|
Our patent-pending document conversion process includes: document preparation, scanning, OCR and image enhancement, indexing, quality control and packaging. PTFS has significant expertise in the handling and digitization of fragile and historic original materials and the capability to provide an archive quality original in addition to multiple client specified resolutions.
Image Enhancement Image enhancement, which typically includes cropping, despeckle and deskewing is performed prior to Optical Character Recognition (OCR) processing. The results from the enhancement help provide a higher quality "clean" image, which is used during the OCR process to increase accuracy. Image enhancement typically used on photographs can include color correction, contrast, sharpening etc.
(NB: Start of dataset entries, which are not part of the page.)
//! Poll subscription registry
//!
//! For pull-only stores. A single ticker task is shared by all subscriptions:
//! it starts with the first subscription anywhere and stops as soon as the
//! table is empty again. Each tick queries `(lower, upper]` for every entry
//! and only then advances the shared cursor, so consecutive ticks partition
//! time without gaps or overlaps.
//!
//! The cursor lives in the synchronous registry state. Restarting the ticker
//! resets it in place and bumps an epoch; a tick still in flight from the
//! previous run sees the new epoch and neither delivers nor moves the cursor.
//! Subscribing therefore never waits for a slow store.

use std::sync::{Arc, Weak};
use std::time::Duration;

use futures::future::join_all;
use parking_lot::Mutex;
use tokio::sync::{oneshot, Mutex as AsyncMutex};
use tokio::task::JoinHandle;
use tokio::time::{interval_at, Instant, MissedTickBehavior};
use tracing::{debug, info, warn};

use vss_core::path::display_list;
use vss_core::{
    format_response, ConnectionId, DatapointStore, HandlerError, HandlerResult, MessageSink,
    NamedValue, ResponseMessage, SubscribeRequest, TimeRange, Timestamp, UnsubscribeRequest,
};

use super::table::SubscriptionTable;

/// Default tick period
pub const DEFAULT_POLL_INTERVAL: Duration = Duration::from_millis(200);

struct Ticker {
    stop: oneshot::Sender<()>,
    handle: JoinHandle<()>,
}

struct PollState {
    table: SubscriptionTable,
    ticker: Option<Ticker>,
    /// Lower bound of the next window
    cursor: Timestamp,
    /// Bumped on every cursor reset
    epoch: u64,
}

impl PollState {
    fn reset_cursor(&mut self, lower: Timestamp) {
        self.cursor = lower;
        self.epoch = self.epoch.wrapping_add(1);
    }
}

struct PollInner {
    store: Arc<dyn DatapointStore>,
    sink: Arc<dyn MessageSink>,
    interval: Duration,
    state: Mutex<PollState>,
    /// Held for a whole tick so ticks never overlap
    tick_lock: AsyncMutex<()>,
}

/// Subscription registry driven by a periodic diff query
#[derive(Clone)]
pub struct PollRegistry {
    inner: Arc<PollInner>,
}

impl PollRegistry {
    pub fn new(
        store: Arc<dyn DatapointStore>,
        sink: Arc<dyn MessageSink>,
        interval: Duration,
    ) -> Self {
        Self {
            inner: Arc::new(PollInner {
                store,
                sink,
                interval,
                state: Mutex::new(PollState {
                    table: SubscriptionTable::new(),
                    ticker: None,
                    cursor: Timestamp::now(),
                    epoch: 0,
                }),
                tick_lock: AsyncMutex::new(()),
            }),
        }
    }

    fn resolve(&self, path: &str) -> HandlerResult<Vec<String>> {
        let resolved = self.inner.store.catalog().resolve(path);
        if resolved.is_empty() {
            return Err(HandlerError::UnknownPath(path.to_string()));
        }
        Ok(resolved)
    }

    pub fn subscribe(
        &self,
        conn: ConnectionId,
        req: &SubscribeRequest,
    ) -> HandlerResult<ResponseMessage> {
        let resolved = self.resolve(&req.path)?;

        let mut state = self.inner.state.lock();
        let added = state.table.subscribe(conn, req, &resolved)?;
        debug!(
            connection = %conn,
            instance = %req.instance,
            datapoints = ?state.table.get(conn, &req.instance).map(|s| &s.datapoints),
            "Subscription updated"
        );
        if state.ticker.is_none() {
            state.reset_cursor(Timestamp::now());
            state.ticker = Some(self.spawn_ticker());
            info!(interval_ms = self.inner.interval.as_millis() as u64, "Started poll ticker");
        }

        Ok(ResponseMessage::ok(
            format!(
                "Successfully subscribed to '{}' [{}].",
                req.instance,
                display_list(&added)
            ),
            req.request_id.clone(),
        ))
    }

    pub fn unsubscribe(
        &self,
        conn: ConnectionId,
        req: &UnsubscribeRequest,
    ) -> HandlerResult<ResponseMessage> {
        let resolved = self.resolve(&req.path)?;

        let mut state = self.inner.state.lock();
        let removal = state.table.unsubscribe(conn, &req.instance, &resolved)?;
        debug!(
            connection = %conn,
            instance = %req.instance,
            removed = ?removal.removed,
            "Subscription reduced"
        );
        stop_if_idle(&mut state);

        Ok(ResponseMessage::ok(
            "Successfully unsubscribed",
            req.request_id.clone(),
        ))
    }

    /// Drop all subscriptions of `conn`. Idempotent.
    pub fn remove_connection(&self, conn: ConnectionId) {
        let mut state = self.inner.state.lock();
        let instances = state.table.remove_connection(conn);
        if !instances.is_empty() {
            debug!(connection = %conn, instances = ?instances, "Removed client subscriptions");
        }
        stop_if_idle(&mut state);
    }

    /// True while the shared ticker is scheduled
    pub fn is_polling(&self) -> bool {
        self.inner.state.lock().ticker.is_some()
    }

    pub fn is_subscribed(&self, conn: ConnectionId, instance: &str) -> bool {
        self.inner.state.lock().table.get(conn, instance).is_some()
    }

    /// Stop the ticker and forget all subscriptions
    pub fn shutdown(&self) {
        let mut state = self.inner.state.lock();
        state.table = SubscriptionTable::new();
        stop_if_idle(&mut state);
    }

    /// Move the lower bound of the next window.
    ///
    /// A tick in flight when this is called is discarded.
    pub fn reset_cursor(&self, lower: Timestamp) {
        self.inner.state.lock().reset_cursor(lower);
    }

    /// Run one poll cycle ending at `upper`.
    ///
    /// Queries every entry over `(lower, upper]` concurrently, delivers one
    /// data message per entry with changes, then sets `lower = upper`.
    /// Returns the number of messages delivered.
    pub async fn tick(&self, upper: Timestamp) -> usize {
        let _running = self.inner.tick_lock.lock().await;
        let (range, epoch, entries) = {
            let state = self.inner.state.lock();
            (
                TimeRange::after(state.cursor, upper),
                state.epoch,
                state.table.entries(),
            )
        };

        let store = self.inner.store.as_ref();
        let queries = entries.iter().map(|(conn, instance, subscription)| async move {
            let points: Vec<String> = subscription.datapoints.iter().cloned().collect();
            let result = store.query_values(instance, &points, Some(&range)).await;
            (*conn, instance, subscription, result)
        });
        let results = join_all(queries).await;

        if self.inner.state.lock().epoch != epoch {
            debug!("Cursor reset during tick, discarding results");
            return 0;
        }

        let mut delivered = 0;
        for (conn, instance, subscription, result) in results {
            let result = match result {
                Ok(result) => result,
                Err(e) => {
                    warn!(connection = %conn, instance = %instance, error = %e, "Poll query failed");
                    continue;
                }
            };

            let changed: Vec<NamedValue> = {
                let state = self.inner.state.lock();
                // Entry may have shrunk or gone while the query was in flight
                let Some(current) = state.table.get(conn, instance) else {
                    continue;
                };
                result
                    .values
                    .into_iter()
                    .filter(|v| !v.value.is_null() && current.datapoints.contains(&v.name))
                    .collect()
            };
            if changed.is_empty() {
                continue;
            }
            let metadata: Vec<NamedValue> = result
                .metadata
                .into_iter()
                .filter(|m| changed.iter().any(|v| v.name == m.name))
                .collect();

            let Some(formatted) = format_response(
                &subscription.path,
                &changed,
                &metadata,
                subscription.root,
                subscription.format,
            ) else {
                continue;
            };

            if self.inner.sink.deliver(
                conn,
                ResponseMessage::Data {
                    instance: instance.clone(),
                    data: formatted.data,
                    metadata: formatted.metadata,
                    request_id: subscription.request_id.clone(),
                },
            ) {
                delivered += 1;
            }
        }

        let mut state = self.inner.state.lock();
        if state.epoch == epoch {
            state.cursor = upper;
        }
        delivered
    }

    fn spawn_ticker(&self) -> Ticker {
        let (stop, mut stop_rx) = oneshot::channel();
        let weak: Weak<PollInner> = Arc::downgrade(&self.inner);
        let period = self.inner.interval;

        let handle = tokio::spawn(async move {
            let mut interval = interval_at(Instant::now() + period, period);
            interval.set_missed_tick_behavior(MissedTickBehavior::Delay);
            loop {
                tokio::select! {
                    _ = &mut stop_rx => break,
                    _ = interval.tick() => {
                        let Some(inner) = weak.upgrade() else {
                            break;
                        };
                        let delivered = PollRegistry { inner }.tick(Timestamp::now()).await;
                        if delivered > 0 {
                            debug!(delivered, "Poll tick delivered updates");
                        }
                    }
                }
            }
            debug!("Poll ticker stopped");
        });

        Ticker { stop, handle }
    }
}

fn stop_if_idle(state: &mut PollState) {
    if !state.table.is_empty() {
        return;
    }
    if let Some(ticker) = state.ticker.take() {
        // An in-flight tick finishes; no further ticks are scheduled
        let _ = ticker.stop.send(());
        drop(ticker.handle);
        info!("Stopped poll ticker");
    }
}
Optical Character Recognition PTFS' multi-pass, voting, OCR conversion technology is applied to complete the digitization process. Using a level 5 voting OCR process, it is estimated that PTFS can increase OCR accuracy and reduce error rates by up to 80% over single pass OCR. In the same 2000 character page, OCR errors can be reduced to as low as 8 errors rather than the 40 errors consistent with conventional single pass OCR. Any image that fails to meet set parameters is auto-rejected and the entire folder is sent to image repair.
Metadata & Re-Keying PTFS offers low-cost metadata creation and re-keying. Small-point, cursive, or poor quality second-generation copies that cannot be OCRed accurately may require re-keying. PTFS provides accurate, clean text for search and display as well as to create full-text documents, metadata records. Single or double-key services can be combined with customized spell checking, stop words, and special dictionaries. Descriptive information can be captured during digitization to populate metadata fields.
Electronic Text Archives PTFS creates electronic archives from documents created via a wide variety of applications. Existing electronic documents (reports, theses, correspondence, etc.) can be indexed and added to a digital repository. This process allows searching across both newly digitized and born digital materials with a single search interface.
File Formats PTFS has extensive experience delivering numerous types of digital image file formats. These formats include JPEG 2000, TIFF, DjVu, PDF and many more. PTFS builds compound digital image with hidden text documents. When indexed with PTFS' ArchivalWare™, these document types (PDF, DjVu) allow the end-user to search on the full text and view the original image with graphics or embedded images. In addition, text "hits" are displayed on the image.

|